*WORK TO BE COMPLETED:*
Only lines holding "response" are wanted; copy each of them from the records below.

*RECORDED DATA:*
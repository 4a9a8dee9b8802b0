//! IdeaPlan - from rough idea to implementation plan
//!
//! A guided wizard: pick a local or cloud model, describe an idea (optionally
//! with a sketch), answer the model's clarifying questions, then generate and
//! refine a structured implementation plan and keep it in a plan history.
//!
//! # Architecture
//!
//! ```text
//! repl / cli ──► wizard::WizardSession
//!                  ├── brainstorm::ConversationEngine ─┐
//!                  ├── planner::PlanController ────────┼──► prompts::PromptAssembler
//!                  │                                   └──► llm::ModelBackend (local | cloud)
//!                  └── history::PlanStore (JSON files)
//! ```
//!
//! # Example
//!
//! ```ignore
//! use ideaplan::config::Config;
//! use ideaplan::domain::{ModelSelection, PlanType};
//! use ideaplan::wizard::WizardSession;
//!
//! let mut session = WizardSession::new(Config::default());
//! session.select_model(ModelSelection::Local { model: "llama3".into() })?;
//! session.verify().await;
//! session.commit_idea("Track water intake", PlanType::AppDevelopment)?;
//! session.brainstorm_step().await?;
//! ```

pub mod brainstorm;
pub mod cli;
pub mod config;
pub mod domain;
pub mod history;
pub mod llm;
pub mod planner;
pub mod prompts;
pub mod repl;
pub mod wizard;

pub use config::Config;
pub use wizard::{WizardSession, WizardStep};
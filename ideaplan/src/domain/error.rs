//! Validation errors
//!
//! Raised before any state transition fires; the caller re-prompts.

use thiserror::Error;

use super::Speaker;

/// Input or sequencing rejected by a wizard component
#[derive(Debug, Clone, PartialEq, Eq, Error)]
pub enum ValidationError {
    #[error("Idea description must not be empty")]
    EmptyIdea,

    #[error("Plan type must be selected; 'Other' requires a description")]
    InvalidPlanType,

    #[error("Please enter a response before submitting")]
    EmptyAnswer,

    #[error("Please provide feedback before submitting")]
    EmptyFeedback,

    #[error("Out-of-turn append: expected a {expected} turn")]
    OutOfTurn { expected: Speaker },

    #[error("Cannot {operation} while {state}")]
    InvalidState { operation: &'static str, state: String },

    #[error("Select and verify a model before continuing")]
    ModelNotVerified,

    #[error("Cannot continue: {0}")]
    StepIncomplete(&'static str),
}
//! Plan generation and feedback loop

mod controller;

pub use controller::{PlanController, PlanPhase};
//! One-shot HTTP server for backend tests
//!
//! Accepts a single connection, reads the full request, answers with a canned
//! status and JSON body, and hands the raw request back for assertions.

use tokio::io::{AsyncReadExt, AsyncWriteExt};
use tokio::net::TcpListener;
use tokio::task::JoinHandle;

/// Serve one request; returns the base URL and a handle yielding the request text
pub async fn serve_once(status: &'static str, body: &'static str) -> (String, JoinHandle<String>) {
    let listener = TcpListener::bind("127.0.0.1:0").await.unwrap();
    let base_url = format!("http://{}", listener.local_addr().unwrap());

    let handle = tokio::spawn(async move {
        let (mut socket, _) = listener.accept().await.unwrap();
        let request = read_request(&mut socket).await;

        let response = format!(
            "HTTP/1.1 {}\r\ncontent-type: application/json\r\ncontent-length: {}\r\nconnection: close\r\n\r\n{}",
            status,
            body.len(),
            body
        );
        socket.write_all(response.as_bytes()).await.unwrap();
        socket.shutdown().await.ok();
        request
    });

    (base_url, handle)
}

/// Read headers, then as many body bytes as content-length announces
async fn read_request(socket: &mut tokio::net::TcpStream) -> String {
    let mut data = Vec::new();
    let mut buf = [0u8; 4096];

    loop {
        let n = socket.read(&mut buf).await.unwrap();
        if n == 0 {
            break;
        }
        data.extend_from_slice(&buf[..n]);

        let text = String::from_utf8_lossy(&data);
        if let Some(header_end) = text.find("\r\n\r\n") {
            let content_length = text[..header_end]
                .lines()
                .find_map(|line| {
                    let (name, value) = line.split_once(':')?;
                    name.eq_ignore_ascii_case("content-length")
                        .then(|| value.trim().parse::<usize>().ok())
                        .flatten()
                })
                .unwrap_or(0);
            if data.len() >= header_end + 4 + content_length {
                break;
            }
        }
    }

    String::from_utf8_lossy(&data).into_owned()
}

*TASK ANSWER:*
    #[error("Please enter a response before submitting")]
        let response = format!(
        socket.write_all(response.as_bytes()).await.unwrap();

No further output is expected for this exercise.